- _What is expected_: Where a line in the listing below holds "const", add it to the tally, and reply with that tally alone.

- _Data to use_:

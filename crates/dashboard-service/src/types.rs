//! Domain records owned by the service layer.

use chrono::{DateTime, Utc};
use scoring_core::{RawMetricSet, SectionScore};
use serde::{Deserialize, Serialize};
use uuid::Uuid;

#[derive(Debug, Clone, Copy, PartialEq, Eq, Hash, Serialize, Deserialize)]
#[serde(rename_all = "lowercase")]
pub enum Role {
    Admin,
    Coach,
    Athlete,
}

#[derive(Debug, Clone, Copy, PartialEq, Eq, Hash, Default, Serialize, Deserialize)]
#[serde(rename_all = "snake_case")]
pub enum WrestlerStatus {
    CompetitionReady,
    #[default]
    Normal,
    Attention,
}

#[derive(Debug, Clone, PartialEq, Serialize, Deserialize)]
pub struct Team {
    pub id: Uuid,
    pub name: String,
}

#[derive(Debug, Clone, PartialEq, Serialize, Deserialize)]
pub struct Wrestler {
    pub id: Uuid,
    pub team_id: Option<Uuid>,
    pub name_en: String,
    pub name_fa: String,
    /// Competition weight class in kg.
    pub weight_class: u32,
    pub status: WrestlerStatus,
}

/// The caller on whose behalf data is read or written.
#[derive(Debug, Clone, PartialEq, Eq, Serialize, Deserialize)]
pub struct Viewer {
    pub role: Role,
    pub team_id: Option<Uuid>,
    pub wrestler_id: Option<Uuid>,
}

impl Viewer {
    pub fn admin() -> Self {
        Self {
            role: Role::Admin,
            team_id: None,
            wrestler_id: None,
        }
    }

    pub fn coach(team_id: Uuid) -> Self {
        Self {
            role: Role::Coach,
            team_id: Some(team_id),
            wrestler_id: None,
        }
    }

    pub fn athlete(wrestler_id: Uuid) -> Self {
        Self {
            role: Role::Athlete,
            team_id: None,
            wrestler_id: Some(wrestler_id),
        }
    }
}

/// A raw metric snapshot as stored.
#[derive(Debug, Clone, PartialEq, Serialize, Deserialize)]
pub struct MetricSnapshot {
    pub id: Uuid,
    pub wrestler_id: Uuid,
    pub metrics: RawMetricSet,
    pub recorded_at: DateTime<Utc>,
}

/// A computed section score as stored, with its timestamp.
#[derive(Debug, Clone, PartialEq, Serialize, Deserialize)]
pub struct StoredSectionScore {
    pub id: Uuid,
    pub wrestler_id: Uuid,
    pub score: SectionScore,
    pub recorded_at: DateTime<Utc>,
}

==

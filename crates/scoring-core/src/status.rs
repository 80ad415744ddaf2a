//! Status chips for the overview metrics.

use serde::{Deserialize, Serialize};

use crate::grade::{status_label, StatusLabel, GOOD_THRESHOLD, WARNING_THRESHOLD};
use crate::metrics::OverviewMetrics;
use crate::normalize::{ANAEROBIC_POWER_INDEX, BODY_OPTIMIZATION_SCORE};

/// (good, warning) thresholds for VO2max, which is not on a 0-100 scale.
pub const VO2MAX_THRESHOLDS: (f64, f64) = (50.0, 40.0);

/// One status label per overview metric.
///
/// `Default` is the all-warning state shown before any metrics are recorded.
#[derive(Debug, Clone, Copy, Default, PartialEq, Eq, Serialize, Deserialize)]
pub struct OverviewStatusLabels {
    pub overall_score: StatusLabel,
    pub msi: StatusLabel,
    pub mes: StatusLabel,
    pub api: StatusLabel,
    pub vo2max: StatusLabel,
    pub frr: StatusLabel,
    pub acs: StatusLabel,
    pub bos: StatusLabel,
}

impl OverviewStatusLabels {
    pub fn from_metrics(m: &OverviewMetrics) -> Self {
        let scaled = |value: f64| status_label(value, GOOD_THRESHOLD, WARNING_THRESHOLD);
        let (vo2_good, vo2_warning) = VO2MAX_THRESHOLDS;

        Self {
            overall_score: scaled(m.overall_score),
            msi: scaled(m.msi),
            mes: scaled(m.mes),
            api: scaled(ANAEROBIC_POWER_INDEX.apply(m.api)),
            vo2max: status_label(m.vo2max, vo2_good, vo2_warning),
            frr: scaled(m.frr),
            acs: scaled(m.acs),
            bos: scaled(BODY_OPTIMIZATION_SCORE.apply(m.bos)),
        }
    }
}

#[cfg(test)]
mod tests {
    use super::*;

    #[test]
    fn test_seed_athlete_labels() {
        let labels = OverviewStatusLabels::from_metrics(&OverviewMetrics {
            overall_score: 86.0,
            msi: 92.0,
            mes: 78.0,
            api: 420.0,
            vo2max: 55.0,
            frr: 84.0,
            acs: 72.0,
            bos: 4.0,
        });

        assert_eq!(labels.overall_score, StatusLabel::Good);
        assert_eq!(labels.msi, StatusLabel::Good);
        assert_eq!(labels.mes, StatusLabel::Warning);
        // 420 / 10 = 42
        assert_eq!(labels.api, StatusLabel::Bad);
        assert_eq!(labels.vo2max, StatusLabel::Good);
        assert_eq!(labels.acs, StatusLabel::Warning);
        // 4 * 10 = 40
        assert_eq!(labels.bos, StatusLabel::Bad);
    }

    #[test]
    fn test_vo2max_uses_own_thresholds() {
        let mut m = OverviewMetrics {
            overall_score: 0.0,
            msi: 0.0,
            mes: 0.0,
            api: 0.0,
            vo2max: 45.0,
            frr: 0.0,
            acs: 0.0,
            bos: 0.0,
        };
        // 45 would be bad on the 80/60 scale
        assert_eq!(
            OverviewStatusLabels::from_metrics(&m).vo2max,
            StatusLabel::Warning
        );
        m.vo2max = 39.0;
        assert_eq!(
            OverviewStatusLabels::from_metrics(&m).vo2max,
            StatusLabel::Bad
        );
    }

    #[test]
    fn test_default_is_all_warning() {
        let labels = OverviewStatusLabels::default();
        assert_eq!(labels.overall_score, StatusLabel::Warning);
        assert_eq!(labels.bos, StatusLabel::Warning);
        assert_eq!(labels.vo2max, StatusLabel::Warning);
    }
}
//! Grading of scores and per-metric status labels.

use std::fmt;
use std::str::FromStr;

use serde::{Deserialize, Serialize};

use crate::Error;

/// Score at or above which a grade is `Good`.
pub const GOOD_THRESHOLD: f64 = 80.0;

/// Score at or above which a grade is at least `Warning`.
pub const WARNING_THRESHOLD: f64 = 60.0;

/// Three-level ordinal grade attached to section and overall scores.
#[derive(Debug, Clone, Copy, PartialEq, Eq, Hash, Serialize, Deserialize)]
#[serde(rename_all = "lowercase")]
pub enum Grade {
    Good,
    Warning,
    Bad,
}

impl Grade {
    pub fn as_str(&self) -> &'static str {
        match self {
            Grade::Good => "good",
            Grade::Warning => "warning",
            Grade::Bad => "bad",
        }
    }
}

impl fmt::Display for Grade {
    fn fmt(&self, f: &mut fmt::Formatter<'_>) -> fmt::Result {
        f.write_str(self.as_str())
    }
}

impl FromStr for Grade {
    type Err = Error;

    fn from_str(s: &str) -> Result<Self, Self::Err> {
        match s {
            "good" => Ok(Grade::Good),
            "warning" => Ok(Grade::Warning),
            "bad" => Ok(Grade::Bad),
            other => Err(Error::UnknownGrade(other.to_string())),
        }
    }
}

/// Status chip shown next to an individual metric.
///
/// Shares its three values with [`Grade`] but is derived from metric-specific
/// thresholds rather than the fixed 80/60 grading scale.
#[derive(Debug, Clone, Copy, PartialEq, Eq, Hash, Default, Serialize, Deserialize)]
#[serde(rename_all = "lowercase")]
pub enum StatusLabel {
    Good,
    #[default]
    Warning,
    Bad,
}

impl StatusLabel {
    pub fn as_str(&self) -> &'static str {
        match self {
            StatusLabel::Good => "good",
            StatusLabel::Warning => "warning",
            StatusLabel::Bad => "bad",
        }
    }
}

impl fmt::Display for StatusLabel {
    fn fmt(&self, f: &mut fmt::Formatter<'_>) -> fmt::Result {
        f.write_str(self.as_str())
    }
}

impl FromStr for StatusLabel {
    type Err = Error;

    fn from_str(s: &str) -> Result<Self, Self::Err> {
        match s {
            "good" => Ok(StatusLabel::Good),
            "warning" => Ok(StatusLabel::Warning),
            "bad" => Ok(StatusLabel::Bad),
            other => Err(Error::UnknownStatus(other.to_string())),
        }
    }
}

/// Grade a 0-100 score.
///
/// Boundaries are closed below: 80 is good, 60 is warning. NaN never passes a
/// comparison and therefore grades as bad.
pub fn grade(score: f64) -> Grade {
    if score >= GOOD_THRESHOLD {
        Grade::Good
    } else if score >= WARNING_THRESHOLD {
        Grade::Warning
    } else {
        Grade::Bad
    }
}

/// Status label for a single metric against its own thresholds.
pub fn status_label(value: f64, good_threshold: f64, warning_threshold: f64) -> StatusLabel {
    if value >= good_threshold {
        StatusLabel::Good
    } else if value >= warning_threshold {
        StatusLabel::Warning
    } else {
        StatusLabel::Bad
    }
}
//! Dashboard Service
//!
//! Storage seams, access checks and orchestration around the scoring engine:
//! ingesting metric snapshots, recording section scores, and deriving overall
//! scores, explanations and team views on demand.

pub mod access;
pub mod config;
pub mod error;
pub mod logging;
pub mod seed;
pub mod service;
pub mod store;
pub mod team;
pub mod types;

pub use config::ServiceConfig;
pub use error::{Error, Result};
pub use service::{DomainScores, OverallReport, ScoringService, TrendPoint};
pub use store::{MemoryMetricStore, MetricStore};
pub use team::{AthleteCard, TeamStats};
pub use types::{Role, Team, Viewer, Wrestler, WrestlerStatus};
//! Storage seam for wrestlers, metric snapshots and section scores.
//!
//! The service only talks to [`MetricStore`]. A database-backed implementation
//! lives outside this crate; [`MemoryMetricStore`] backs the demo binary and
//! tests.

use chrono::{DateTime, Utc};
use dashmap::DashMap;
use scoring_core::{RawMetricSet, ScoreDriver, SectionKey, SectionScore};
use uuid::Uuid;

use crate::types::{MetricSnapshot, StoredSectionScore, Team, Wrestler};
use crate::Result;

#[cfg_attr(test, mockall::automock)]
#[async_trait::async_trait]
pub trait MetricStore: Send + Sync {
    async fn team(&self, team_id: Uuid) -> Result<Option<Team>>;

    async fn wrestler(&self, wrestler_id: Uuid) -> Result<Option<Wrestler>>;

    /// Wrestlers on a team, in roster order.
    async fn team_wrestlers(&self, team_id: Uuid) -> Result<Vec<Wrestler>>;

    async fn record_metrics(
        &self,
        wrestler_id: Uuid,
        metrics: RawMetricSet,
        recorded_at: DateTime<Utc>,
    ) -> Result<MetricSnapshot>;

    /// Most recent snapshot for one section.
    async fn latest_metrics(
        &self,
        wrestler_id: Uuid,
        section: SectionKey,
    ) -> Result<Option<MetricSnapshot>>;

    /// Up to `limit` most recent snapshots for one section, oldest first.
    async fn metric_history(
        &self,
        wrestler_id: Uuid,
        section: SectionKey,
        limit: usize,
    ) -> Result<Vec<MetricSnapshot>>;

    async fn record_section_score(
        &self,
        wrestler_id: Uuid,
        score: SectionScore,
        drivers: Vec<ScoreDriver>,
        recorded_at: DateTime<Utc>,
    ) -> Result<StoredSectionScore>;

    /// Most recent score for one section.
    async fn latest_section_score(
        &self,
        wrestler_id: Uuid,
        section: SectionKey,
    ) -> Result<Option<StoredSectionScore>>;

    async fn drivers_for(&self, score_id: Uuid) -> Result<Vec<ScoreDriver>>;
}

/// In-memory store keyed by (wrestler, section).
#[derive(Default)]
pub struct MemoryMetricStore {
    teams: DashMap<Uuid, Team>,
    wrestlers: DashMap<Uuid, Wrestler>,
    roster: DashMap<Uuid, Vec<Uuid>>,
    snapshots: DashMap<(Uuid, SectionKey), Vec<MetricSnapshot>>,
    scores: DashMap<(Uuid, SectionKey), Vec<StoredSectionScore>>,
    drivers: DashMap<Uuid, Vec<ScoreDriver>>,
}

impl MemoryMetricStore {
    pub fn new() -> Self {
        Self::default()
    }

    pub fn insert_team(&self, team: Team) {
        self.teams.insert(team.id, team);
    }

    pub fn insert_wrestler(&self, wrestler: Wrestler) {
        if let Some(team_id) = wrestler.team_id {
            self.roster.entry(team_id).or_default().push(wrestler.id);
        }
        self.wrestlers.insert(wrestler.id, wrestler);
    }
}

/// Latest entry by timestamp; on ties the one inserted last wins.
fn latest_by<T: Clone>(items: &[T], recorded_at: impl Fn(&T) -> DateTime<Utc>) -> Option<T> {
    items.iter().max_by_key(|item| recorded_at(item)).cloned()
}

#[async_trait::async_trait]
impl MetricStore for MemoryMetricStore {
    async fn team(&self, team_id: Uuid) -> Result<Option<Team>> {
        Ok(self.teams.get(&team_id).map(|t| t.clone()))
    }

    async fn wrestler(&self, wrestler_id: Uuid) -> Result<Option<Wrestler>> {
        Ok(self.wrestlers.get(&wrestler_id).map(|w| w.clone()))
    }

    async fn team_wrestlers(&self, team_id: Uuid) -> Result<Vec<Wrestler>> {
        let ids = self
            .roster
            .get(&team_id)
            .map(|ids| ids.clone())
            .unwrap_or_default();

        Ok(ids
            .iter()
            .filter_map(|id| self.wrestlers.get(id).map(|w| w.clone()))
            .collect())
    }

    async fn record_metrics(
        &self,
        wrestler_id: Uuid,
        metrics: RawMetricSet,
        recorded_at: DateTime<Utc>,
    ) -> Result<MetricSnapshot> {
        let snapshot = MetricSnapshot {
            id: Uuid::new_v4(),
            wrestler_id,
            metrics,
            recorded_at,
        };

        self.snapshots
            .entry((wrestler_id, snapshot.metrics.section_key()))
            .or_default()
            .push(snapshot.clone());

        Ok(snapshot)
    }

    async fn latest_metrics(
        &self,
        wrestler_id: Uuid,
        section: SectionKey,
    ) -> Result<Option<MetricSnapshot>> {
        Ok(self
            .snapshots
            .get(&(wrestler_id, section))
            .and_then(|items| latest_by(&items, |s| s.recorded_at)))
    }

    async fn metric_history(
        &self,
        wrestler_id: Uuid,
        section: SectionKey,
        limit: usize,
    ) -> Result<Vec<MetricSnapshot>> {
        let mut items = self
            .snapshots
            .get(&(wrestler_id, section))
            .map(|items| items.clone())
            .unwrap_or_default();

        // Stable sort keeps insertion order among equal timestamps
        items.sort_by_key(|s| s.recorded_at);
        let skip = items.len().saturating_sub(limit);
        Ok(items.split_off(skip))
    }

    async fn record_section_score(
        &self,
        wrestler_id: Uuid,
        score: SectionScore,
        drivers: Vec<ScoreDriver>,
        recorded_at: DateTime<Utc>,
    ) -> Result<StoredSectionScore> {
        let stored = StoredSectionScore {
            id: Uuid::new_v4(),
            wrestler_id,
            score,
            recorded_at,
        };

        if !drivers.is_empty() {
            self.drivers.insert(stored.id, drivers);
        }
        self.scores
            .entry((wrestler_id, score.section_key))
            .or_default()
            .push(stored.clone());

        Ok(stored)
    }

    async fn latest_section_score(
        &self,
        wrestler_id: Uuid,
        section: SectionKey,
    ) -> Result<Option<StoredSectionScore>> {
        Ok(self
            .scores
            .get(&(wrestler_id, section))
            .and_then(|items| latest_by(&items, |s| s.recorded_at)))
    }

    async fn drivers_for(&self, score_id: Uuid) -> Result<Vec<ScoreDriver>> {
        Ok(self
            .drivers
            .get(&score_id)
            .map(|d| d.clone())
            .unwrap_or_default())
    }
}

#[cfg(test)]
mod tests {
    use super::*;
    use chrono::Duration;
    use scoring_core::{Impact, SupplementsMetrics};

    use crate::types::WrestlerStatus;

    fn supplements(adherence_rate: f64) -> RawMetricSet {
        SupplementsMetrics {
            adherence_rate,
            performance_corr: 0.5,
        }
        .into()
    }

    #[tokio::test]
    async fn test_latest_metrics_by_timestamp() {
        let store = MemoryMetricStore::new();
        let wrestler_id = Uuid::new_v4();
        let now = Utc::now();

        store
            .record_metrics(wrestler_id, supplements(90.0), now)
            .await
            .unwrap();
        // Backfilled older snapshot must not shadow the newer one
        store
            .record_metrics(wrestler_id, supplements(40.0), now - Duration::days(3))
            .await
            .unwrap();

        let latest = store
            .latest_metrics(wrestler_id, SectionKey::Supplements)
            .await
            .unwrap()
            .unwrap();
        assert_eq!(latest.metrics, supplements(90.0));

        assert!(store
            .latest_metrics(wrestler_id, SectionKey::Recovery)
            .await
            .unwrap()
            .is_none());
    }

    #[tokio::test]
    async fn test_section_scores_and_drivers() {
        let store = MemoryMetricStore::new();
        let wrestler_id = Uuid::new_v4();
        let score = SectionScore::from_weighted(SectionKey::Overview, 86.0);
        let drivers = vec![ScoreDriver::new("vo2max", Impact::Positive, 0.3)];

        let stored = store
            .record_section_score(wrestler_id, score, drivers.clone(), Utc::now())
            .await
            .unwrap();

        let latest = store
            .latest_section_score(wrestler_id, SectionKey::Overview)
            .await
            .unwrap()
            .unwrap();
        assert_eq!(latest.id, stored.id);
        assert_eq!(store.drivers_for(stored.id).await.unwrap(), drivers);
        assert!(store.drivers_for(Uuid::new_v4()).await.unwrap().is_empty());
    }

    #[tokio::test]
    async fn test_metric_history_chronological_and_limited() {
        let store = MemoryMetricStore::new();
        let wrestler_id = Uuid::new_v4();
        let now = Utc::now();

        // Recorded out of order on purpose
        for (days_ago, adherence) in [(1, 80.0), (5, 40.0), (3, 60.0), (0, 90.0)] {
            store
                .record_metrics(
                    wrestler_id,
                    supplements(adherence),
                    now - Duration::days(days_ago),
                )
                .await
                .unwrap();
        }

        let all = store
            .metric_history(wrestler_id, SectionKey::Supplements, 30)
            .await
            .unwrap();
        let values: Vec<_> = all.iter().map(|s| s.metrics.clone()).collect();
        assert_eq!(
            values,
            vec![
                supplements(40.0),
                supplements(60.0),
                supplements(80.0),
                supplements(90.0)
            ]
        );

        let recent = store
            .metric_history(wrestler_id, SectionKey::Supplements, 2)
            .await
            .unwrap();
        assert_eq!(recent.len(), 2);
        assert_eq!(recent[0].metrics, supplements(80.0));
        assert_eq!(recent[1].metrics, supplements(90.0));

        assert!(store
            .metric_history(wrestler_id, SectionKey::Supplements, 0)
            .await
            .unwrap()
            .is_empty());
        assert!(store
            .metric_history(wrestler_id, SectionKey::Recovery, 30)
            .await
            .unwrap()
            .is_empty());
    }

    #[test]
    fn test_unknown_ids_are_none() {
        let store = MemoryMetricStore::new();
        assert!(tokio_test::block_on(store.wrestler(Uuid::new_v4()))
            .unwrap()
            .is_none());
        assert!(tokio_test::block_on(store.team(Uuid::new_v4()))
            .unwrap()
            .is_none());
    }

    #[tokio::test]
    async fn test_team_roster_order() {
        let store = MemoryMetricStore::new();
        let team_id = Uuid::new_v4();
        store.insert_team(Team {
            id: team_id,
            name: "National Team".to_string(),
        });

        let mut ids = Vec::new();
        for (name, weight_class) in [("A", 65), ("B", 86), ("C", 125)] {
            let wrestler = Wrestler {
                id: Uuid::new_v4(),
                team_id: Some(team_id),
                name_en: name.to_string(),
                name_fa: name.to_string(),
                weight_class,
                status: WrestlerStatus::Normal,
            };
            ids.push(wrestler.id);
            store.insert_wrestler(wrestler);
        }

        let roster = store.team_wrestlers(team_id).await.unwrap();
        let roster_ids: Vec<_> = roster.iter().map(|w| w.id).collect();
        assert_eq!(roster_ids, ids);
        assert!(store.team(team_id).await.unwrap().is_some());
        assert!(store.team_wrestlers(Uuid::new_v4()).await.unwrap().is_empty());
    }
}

- _Solution to this exercise_: 3